Micki Mangum has a degenerative neurological disease that has left her small body frail and unable to walk and took away her power of speech.
She also has about nine seizures a day.
Micki's two younger sisters, Lisa Mangum and Jenny Cloward, who nominated her for the torch relay, said their sister is resilient, though, and when they heard about people being nominated to run the torch, they knew they had to nominate her.
"It's hard to be depressed with Micki around," Lisa Mangum said. "She's a fighter. She's been in and out of hospitals and can't walk or talk, but she is always very patient."
Patricia Mangum said Micki has been getting excited for the run. "Whenever she sees the torch on TV she raises her arm."
The flame came to a stop Monday night in St. George at a community celebration outside of Red Cliffs Mall.
Although the torch was more than an hour behind schedule, 15,000 people stayed seated in lawn chairs to see former St.

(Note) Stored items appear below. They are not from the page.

use super::*;
use andamio_common::{
    model::{Asset, Datum, Redeemer, SimpleUtxo, TransactionInput, TransactionOutput, Witness},
    BlockHash, DatumHash, IndexerError, PolicyId, RedeemerTag, TxHash, UtxoRef,
};
use std::collections::BTreeMap;
use tempfile::TempDir;

const ALICE: &str = "addr_test1alice";
const BOB: &str = "addr_test1bob";

fn hash(byte: u8) -> TxHash {
    TxHash::new([byte; 32])
}

fn asset(utxo_id: TxHash, utxo_index: u32, amount: u64) -> Asset {
    Asset {
        utxo_id,
        utxo_index,
        name: "ATADAcoin".to_string(),
        name_hex: hex::encode("ATADAcoin"),
        policy_id: PolicyId::new([0x34; 28]),
        fingerprint: "asset1test".to_string(),
        amount,
    }
}

fn output(tx_hash: TxHash, index: u32, address: &str, amount: u64) -> TransactionOutput {
    TransactionOutput {
        utxo_id: tx_hash,
        utxo_index: index,
        address: address.to_string(),
        amount,
        assets: Vec::new(),
        datum: None,
        cbor: vec![0x82, index as u8],
    }
}

fn transaction(tx_hash: TxHash, slot: u64, outputs: Vec<TransactionOutput>) -> Transaction {
    Transaction {
        tx_hash,
        block_hash: BlockHash::new([slot as u8; 32]),
        block_number: slot / 20,
        slot_number: slot,
        fee: 170_000,
        ttl: Some(slot + 7200),
        metadata: None,
        withdrawals: BTreeMap::new(),
        certificates: Vec::new(),
        inputs: Vec::new(),
        outputs,
        reference_inputs: Vec::new(),
        witness: Witness {
            tx_hash,
            ..Default::default()
        },
        cbor: vec![0x84, 0xa0],
    }
}

fn spend(tx_hash: TxHash, slot: u64, source: &TransactionOutput) -> Transaction {
    let mut tx = transaction(tx_hash, slot, vec![output(tx_hash, 0, BOB, source.amount - 170_000)]);
    tx.inputs.push(TransactionInput {
        tx_hash,
        utxo_id: source.utxo_id,
        utxo_index: source.utxo_index,
        address: source.address.clone(),
        amount: source.amount,
        assets: source.assets.clone(),
        datum: source.datum.clone(),
        cbor: source.cbor.clone(),
    });
    tx
}

async fn open() -> (TempDir, Database) {
    let dir = TempDir::new().unwrap();
    let db = Database::open(&dir.path().join("db")).await.unwrap();
    (dir, db)
}

async fn count(db: &Database, table: &str) -> i64 {
    sqlx::query_scalar(&format!("SELECT COUNT(*) FROM {table}"))
        .fetch_one(db.metadata().pool())
        .await
        .unwrap()
}

#[tokio::test]
async fn should_persist_and_read_full_aggregate() {
    let (_dir, db) = open().await;
    let tx_hash = hash(0x01);
    let datum_hash = DatumHash::new([0xdd; 32]);

    let mut out = output(tx_hash, 0, ALICE, 5_000_000);
    out.assets.push(asset(tx_hash, 0, 21414));
    out.datum = Some(Datum {
        utxo_id: tx_hash,
        utxo_index: 0,
        datum_hash,
        datum_cbor: Some(vec![0xd8, 0x79, 0x80]),
    });
    let mut tx = transaction(tx_hash, 100, vec![out, output(tx_hash, 1, BOB, 2_000_000)]);
    tx.metadata = Some(vec![0xa1, 0x01, 0x02]);
    tx.withdrawals.insert("stake_test1xyz".to_string(), 42);
    tx.certificates.push(vec![0x82, 0x00]);
    tx.reference_inputs.push(SimpleUtxo {
        tx_hash,
        utxo_id: hash(0x99),
        utxo_index: 3,
    });
    tx.witness.plutus_v2_scripts.push(vec![0x4e, 0x01]);
    tx.witness.redeemers.push(Redeemer {
        tag: RedeemerTag::Spend,
        index: 0,
        cbor: vec![0x80],
    });

    db.persist_transaction(None, &tx).await.unwrap();

    let mut read = db.read().await.unwrap();
    let stored = db.metadata().transaction(&mut read, &tx_hash).await.unwrap().unwrap();
    let redeemer = db
        .metadata()
        .redeemer(&mut read, &tx_hash, RedeemerTag::Spend, 0)
        .await
        .unwrap();
    let datum = db.metadata().datum(&mut read, &datum_hash).await.unwrap().unwrap();
    read.discard().await;

    let expected = Transaction {
        cbor: Vec::new(),
        outputs: tx
            .outputs
            .iter()
            .cloned()
            .map(|o| TransactionOutput { cbor: Vec::new(), ..o })
            .collect(),
        ..tx.clone()
    };
    assert_eq!(stored, expected);
    assert_eq!(redeemer.unwrap().cbor, vec![0x80]);
    assert_eq!(datum.datum_cbor, Some(vec![0xd8, 0x79, 0x80]));

    assert_eq!(db.blob().get(&blob_key_tx(&tx_hash)).unwrap(), Some(tx.cbor.clone()));
    assert_eq!(db.blob().get(&blob_key_utxo(&tx_hash, 1)).unwrap(), Some(vec![0x82, 1]));
}

#[tokio::test]
async fn should_keep_input_encodings() {
    let (_dir, db) = open().await;
    // Spends an output the store never saw
    let mut unseen = output(hash(0x70), 2, ALICE, 4_000_000);
    unseen.cbor = vec![0x82, 0x58, 0x1d, 0x70];
    let spending = spend(hash(0x71), 40, &unseen);
    db.persist_transaction(None, &spending).await.unwrap();

    assert_eq!(db.blob().get(&blob_key_utxo(&hash(0x70), 2)).unwrap(), Some(unseen.cbor.clone()));

    let mut read = db.read().await.unwrap();
    let stored = db.transaction(&mut read, &hash(0x71)).await.unwrap().unwrap();
    read.discard().await;
    assert_eq!(stored.inputs.len(), 1);
    assert_eq!(stored.inputs[0].cbor, unseen.cbor);
    assert_eq!(stored.outputs[0].cbor, spending.outputs[0].cbor);
    assert_eq!(stored.cbor, spending.cbor);
}

#[tokio::test]
async fn should_not_overwrite_stored_output_encoding() {
    let (_dir, db) = open().await;
    let funding = transaction(hash(0x72), 10, vec![output(hash(0x72), 0, ALICE, 3_000_000)]);
    db.persist_transaction(None, &funding).await.unwrap();

    let mut spending = spend(hash(0x73), 20, &funding.outputs[0]);
    spending.inputs[0].cbor = vec![0xff];
    db.persist_transaction(None, &spending).await.unwrap();

    assert_eq!(
        db.blob().get(&blob_key_utxo(&hash(0x72), 0)).unwrap(),
        Some(funding.outputs[0].cbor.clone())
    );
}

#[tokio::test]
async fn should_be_idempotent_on_repersist() {
    let (_dir, db) = open().await;
    let tx_hash = hash(0x02);
    let mut out = output(tx_hash, 0, ALICE, 1_000_000);
    out.assets.push(asset(tx_hash, 0, 5));
    let tx = transaction(tx_hash, 10, vec![out]);

    db.persist_transaction(None, &tx).await.unwrap();
    db.persist_transaction(None, &tx).await.unwrap();

    assert_eq!(count(&db, "transactions").await, 1);
    assert_eq!(count(&db, "transaction_outputs").await, 1);
    assert_eq!(count(&db, "assets").await, 1);
    assert_eq!(count(&db, "witnesses").await, 1);
    assert_eq!(count(&db, "utxo_lifecycle").await, 1);
}

#[tokio::test]
async fn should_track_spent_outputs() {
    let (_dir, db) = open().await;
    let funding = transaction(hash(0x03), 10, vec![output(hash(0x03), 0, ALICE, 3_000_000)]);
    db.persist_transaction(None, &funding).await.unwrap();

    let mut read = db.read().await.unwrap();
    let live = db.metadata().live_utxos_by_address(&mut read, ALICE, Page::new(10, 0)).await.unwrap();
    read.discard().await;
    assert_eq!(live.len(), 1);

    let spending = spend(hash(0x04), 20, &funding.outputs[0]);
    db.persist_transaction(None, &spending).await.unwrap();

    let mut read = db.read().await.unwrap();
    let live = db.metadata().live_utxos_by_address(&mut read, ALICE, Page::new(10, 0)).await.unwrap();
    let entry = db
        .metadata()
        .utxo(&mut read, &UtxoRef::new(hash(0x03), 0))
        .await
        .unwrap()
        .unwrap();
    let history = db
        .metadata()
        .transactions_by_address(&mut read, ALICE, Page::new(10, 0))
        .await
        .unwrap();
    read.discard().await;

    assert!(live.is_empty());
    assert_eq!(entry.added_slot, Some(10));
    assert_eq!(entry.spent_slot, Some(20));
    let hashes: Vec<TxHash> = history.iter().map(|t| t.tx_hash).collect();
    assert_eq!(hashes, vec![hash(0x03), hash(0x04)]);
}

#[tokio::test]
async fn should_roll_back_both_stores() {
    let (_dir, db) = open().await;
    let funding = transaction(hash(0x05), 10, vec![output(hash(0x05), 0, ALICE, 3_000_000)]);
    let spending = spend(hash(0x06), 30, &funding.outputs[0]);
    db.persist_transaction(None, &funding).await.unwrap();
    db.persist_transaction(None, &spending).await.unwrap();

    let mut txn = db.begin(TxnScope::Full, true).await.unwrap();
    let removed = db.rollback_to(&mut txn, 20).await.unwrap();
    txn.commit().await.unwrap();

    assert_eq!(removed.tx_hashes, vec![hash(0x06)]);
    assert_eq!(removed.utxos, vec![UtxoRef::new(hash(0x06), 0)]);
    assert_eq!(count(&db, "transactions").await, 1);
    assert_eq!(count(&db, "transaction_inputs").await, 0);
    assert_eq!(db.blob().get(&blob_key_tx(&hash(0x06))).unwrap(), None);
    assert_eq!(db.blob().get(&blob_key_utxo(&hash(0x06), 0)).unwrap(), None);
    assert!(db.blob().contains(&blob_key_utxo(&hash(0x05), 0)).unwrap());

    let mut read = db.read().await.unwrap();
    let live = db.metadata().live_utxos_by_address(&mut read, ALICE, Page::new(10, 0)).await.unwrap();
    read.discard().await;
    assert_eq!(live.len(), 1);
}

#[tokio::test]
async fn should_discard_uncommitted_handle() {
    let (_dir, db) = open().await;
    let tx = transaction(hash(0x07), 10, vec![output(hash(0x07), 0, ALICE, 1_000_000)]);
    {
        let mut txn = db.begin(TxnScope::Full, true).await.unwrap();
        db.persist_transaction(Some(&mut txn), &tx).await.unwrap();
        db.cursor().update(Some(&mut txn), 10, tx.block_hash).unwrap();
    }

    assert_eq!(count(&db, "transactions").await, 0);
    assert_eq!(db.blob().get(&blob_key_tx(&hash(0x07))).unwrap(), None);
    assert_eq!(db.cursor().get().unwrap(), None);
}

#[tokio::test]
async fn should_refuse_writes_on_read_only_handle() {
    let (_dir, db) = open().await;
    let tx = transaction(hash(0x08), 10, Vec::new());
    let mut read = db.read().await.unwrap();
    let result = db.metadata().persist_transaction(Some(&mut read), &tx).await;
    assert!(matches!(result, Err(IndexerError::StoreIo(_))));
}

#[tokio::test]
async fn should_reject_input_without_address() {
    let (_dir, db) = open().await;
    let source = output(hash(0x09), 0, "", 1_000_000);
    let tx = spend(hash(0x0a), 10, &source);
    let result = db.persist_transaction(None, &tx).await;
    assert!(matches!(result, Err(IndexerError::Integrity(_))));
    assert_eq!(count(&db, "transactions").await, 0);
}

#[tokio::test]
async fn should_manage_tracked_addresses() {
    let (_dir, db) = open().await;
    let store = db.metadata();
    assert!(store.add_tracked_address(None, ALICE).await.unwrap());
    assert!(!store.add_tracked_address(None, ALICE).await.unwrap());
    assert!(matches!(
        store.add_tracked_address(None, "").await,
        Err(IndexerError::Integrity(_))
    ));

    let mut read = db.read().await.unwrap();
    assert_eq!(store.tracked_addresses(&mut read).await.unwrap(), vec![ALICE.to_string()]);
    read.discard().await;

    assert!(store.remove_tracked_address(None, ALICE).await.unwrap());
    assert!(!store.remove_tracked_address(None, ALICE).await.unwrap());
}

#[tokio::test]
async fn should_compute_metrics_with_exclusions() {
    let (_dir, db) = open().await;
    let mut out = output(hash(0x0b), 0, ALICE, 1_000_000);
    out.assets.push(asset(hash(0x0b), 0, 1));
    let tx1 = transaction(hash(0x0b), 10, vec![out, output(hash(0x0b), 1, BOB, 1)]);
    let tx2 = transaction(hash(0x0c), 11, vec![output(hash(0x0c), 0, BOB, 2)]);
    db.persist_transaction(None, &tx1).await.unwrap();
    db.persist_transaction(None, &tx2).await.unwrap();

    let mut read = db.read().await.unwrap();
    let all = db.metadata().metrics(&mut read, &[]).await.unwrap();
    let excluded = db.metadata().metrics(&mut read, &[BOB.to_string()]).await.unwrap();
    read.discard().await;

    assert_eq!(all.distinct_addresses, 2);
    assert_eq!(all.transaction_count, 2);
    assert_eq!(all.total_fees, 340_000);
    assert_eq!(all.distinct_assets, 1);
    assert_eq!(excluded.distinct_addresses, 1);
}

#[tokio::test]
async fn should_page_slot_range() {
    let (_dir, db) = open().await;
    for (i, slot) in [10u64, 20, 30, 40].into_iter().enumerate() {
        let tx_hash = hash(0x20 + i as u8);
        db.persist_transaction(None, &transaction(tx_hash, slot, Vec::new())).await.unwrap();
    }

    let mut read = db.read().await.unwrap();
    let page = db
        .metadata()
        .transactions_by_slot_range(&mut read, 15, 40, Page::new(2, 1))
        .await
        .unwrap();
    read.discard().await;

    let slots: Vec<u64> = page.iter().map(|t| t.slot_number).collect();
    assert_eq!(slots, vec![30, 40]);
}

#[tokio::test]
async fn should_prune_consumed_outputs() {
    let (_dir, db) = open().await;
    let funding = transaction(hash(0x0d), 100, vec![output(hash(0x0d), 0, ALICE, 3_000_000)]);
    let spending = spend(hash(0x0e), 200, &funding.outputs[0]);
    db.persist_transaction(None, &funding).await.unwrap();
    db.persist_transaction(None, &spending).await.unwrap();

    db.cursor().update(None, 250, spending.block_hash).unwrap();
    assert_eq!(housekeeping::prune_consumed(&db, 100).await.unwrap(), 0);

    db.cursor().update(None, 1000, spending.block_hash).unwrap();
    assert_eq!(housekeeping::prune_consumed(&db, 100).await.unwrap(), 1);
    assert!(!db.blob().contains(&blob_key_utxo(&hash(0x0d), 0)).unwrap());
    assert!(db.blob().contains(&blob_key_utxo(&hash(0x0e), 0)).unwrap());
    assert_eq!(count(&db, "utxo_lifecycle").await, 1);
}

#[tokio::test]
async fn should_not_reapply_migrations() {
    let (_dir, db) = open().await;
    assert_eq!(schema::migrate(db.metadata().pool()).await.unwrap(), 0);
    assert_eq!(count(&db, "schema_migrations").await, schema::MIGRATIONS.len() as i64);
}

George Mayor Karl Brooks light the caldron.
The torch traveled the final 200 feet before the caldron on a raised catwalk through the middle of the crowd.
Brooks, who had a stroke a few years ago and now has some trouble walking, was assisted by Gary Esplin, St. George's city manager.
"I told Gary that he carried for the 12 years I was mayor so he can carry me 200 feet more," Brooks quipped.
Earlier Monday, thousands of people, including bus loads of schoolchildren, gathered on the Navajo Indian Reservation in Monument Valley to welcome the flame. The crowd swarmed the final two torch runners, Wilfred Billey, a Navajo code talker in World War II, and Billy Mills, an Oglala Sioux who won a gold medal in track at the 1964 Summer Games.
Excited spectators ran with Mills as he made his way across the desert trail to light a caldron at midmorning.
In addition to Arches National Park, the relay made its way through two more national parks, Bryce Canyon and Zion.
At Bryce, the flame was carried by cross-country skiers along the canyon rim between lookout points and snowshoed down and up the Queen's Garden Trail.
In Zion the relay started at the east end of the Pa'rus Trail. The torch will pass Tuesday through Sanpete County and end up in Utah County, where a celebration has been planned at LaVell Edwards Stadium.
Former BYU football coach LaVell Edwards is scheduled to light the caldron.